What to do: Find the line containing "#[derive(Debug, Clone, PartialEq, Eq)]" in the entries below. Restate it and each line after it, word for word, up to and including the line containing "Classifies one block.".

Raw data:
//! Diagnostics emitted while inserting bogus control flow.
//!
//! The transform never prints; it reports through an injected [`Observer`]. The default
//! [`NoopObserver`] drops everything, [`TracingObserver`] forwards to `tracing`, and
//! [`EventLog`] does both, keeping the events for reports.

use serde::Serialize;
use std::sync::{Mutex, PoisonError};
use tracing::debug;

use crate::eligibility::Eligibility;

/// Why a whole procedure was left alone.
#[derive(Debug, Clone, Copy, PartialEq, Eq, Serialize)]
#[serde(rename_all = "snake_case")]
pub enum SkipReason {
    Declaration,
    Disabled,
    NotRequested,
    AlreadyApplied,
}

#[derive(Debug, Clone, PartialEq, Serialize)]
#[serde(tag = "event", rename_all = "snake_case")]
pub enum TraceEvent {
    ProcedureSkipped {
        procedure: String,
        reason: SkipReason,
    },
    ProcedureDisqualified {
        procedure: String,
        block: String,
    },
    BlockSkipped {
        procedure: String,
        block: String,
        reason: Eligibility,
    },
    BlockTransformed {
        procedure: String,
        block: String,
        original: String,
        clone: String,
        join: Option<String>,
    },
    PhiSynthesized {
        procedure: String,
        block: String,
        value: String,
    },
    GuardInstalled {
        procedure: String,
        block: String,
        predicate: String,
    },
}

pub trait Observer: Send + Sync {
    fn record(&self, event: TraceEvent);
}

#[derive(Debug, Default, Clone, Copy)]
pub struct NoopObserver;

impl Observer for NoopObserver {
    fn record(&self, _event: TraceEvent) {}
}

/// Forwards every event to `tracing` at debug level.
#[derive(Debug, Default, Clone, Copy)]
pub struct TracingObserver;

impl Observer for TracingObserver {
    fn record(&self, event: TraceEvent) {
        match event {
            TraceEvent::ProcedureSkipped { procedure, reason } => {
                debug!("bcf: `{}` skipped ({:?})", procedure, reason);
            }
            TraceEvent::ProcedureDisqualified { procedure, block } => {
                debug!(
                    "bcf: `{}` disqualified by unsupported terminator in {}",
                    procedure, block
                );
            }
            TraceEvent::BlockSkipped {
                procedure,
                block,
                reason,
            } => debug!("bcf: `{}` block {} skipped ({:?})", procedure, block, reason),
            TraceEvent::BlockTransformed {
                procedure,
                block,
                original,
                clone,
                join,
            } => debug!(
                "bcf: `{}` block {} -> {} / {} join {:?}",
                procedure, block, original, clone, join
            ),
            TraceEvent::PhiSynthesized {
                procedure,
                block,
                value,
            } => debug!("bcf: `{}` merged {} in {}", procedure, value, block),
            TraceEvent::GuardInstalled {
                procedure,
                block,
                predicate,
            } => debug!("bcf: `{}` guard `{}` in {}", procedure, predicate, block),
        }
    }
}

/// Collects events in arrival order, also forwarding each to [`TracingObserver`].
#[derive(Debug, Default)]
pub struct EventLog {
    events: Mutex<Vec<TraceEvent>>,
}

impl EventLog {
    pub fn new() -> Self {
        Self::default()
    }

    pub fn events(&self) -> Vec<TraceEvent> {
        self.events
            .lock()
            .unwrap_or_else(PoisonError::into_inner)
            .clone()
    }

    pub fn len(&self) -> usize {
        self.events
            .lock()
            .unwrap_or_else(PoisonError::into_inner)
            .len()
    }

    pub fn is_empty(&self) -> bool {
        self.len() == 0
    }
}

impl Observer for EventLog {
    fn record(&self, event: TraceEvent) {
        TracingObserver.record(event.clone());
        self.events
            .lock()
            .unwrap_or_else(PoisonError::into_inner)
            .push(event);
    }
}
---
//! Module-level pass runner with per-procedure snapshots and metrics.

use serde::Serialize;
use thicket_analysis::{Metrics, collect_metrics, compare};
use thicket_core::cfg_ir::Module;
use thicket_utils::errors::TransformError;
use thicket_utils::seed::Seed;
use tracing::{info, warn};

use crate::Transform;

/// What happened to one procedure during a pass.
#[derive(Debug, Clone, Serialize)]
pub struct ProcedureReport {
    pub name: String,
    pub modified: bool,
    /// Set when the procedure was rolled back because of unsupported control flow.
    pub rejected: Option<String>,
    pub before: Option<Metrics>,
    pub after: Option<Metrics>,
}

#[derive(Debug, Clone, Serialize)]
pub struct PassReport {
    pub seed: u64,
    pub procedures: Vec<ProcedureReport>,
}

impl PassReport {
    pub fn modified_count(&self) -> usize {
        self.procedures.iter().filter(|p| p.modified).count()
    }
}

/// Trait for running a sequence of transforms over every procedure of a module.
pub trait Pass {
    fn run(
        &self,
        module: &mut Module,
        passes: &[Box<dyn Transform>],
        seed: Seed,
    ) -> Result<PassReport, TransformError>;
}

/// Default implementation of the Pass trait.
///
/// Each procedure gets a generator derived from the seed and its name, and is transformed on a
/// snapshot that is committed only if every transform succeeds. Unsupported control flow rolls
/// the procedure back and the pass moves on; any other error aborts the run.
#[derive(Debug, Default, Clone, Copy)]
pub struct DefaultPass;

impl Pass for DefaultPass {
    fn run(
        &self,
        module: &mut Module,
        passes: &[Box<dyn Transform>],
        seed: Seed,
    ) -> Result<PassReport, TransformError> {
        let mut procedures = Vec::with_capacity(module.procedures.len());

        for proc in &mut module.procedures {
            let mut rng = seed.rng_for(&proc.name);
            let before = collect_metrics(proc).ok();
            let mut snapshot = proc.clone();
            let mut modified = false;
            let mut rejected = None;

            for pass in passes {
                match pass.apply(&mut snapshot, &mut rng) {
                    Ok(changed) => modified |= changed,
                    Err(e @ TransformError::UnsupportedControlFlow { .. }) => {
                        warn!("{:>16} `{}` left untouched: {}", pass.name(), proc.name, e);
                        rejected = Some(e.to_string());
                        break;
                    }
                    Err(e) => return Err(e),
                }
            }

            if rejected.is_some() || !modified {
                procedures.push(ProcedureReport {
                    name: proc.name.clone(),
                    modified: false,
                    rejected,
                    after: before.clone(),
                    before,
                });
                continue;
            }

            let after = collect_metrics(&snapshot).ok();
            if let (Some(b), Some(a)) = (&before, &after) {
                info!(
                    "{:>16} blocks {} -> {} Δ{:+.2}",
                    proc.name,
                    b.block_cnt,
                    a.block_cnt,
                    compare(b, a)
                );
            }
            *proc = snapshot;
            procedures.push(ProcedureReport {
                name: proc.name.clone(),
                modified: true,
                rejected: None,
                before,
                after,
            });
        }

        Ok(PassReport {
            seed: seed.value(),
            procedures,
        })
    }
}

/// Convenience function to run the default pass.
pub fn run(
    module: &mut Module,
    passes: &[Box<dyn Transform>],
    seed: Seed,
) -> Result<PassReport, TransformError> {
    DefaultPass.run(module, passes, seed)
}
---
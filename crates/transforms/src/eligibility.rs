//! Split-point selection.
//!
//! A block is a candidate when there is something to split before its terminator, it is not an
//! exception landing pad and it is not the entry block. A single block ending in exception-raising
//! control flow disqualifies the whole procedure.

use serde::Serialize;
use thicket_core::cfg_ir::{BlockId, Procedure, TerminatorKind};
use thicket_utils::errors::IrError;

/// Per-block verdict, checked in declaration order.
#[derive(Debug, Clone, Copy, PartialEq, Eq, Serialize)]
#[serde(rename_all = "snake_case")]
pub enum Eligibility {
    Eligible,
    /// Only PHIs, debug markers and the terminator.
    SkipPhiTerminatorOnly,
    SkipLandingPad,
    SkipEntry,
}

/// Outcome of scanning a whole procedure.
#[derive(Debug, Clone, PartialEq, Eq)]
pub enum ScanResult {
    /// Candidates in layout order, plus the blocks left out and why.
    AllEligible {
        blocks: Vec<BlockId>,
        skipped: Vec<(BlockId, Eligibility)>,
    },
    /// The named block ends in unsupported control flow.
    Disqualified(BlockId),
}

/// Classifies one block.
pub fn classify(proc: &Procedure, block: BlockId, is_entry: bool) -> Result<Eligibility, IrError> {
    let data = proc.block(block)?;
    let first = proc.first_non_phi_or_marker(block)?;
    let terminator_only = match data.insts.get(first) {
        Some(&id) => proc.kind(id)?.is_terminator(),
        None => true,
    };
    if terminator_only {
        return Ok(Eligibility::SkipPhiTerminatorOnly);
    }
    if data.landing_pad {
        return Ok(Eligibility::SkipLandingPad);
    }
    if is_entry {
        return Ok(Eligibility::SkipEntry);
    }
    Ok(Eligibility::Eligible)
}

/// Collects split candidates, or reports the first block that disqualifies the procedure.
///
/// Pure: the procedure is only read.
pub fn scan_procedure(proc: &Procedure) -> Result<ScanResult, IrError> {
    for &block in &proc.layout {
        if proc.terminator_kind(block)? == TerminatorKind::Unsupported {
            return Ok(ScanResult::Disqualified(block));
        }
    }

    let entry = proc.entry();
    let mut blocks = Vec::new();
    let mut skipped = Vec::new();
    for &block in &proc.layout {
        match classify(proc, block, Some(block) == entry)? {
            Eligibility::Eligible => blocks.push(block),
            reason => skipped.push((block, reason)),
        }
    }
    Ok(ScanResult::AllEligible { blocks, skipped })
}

Answer section:
#[derive(Debug, Clone, PartialEq, Eq)]
pub enum ScanResult {
    /// Candidates in layout order, plus the blocks left out and why.
    AllEligible {
        blocks: Vec<BlockId>,
        skipped: Vec<(BlockId, Eligibility)>,
    },
    /// The named block ends in unsupported control flow.
    Disqualified(BlockId),
}

/// Classifies one block.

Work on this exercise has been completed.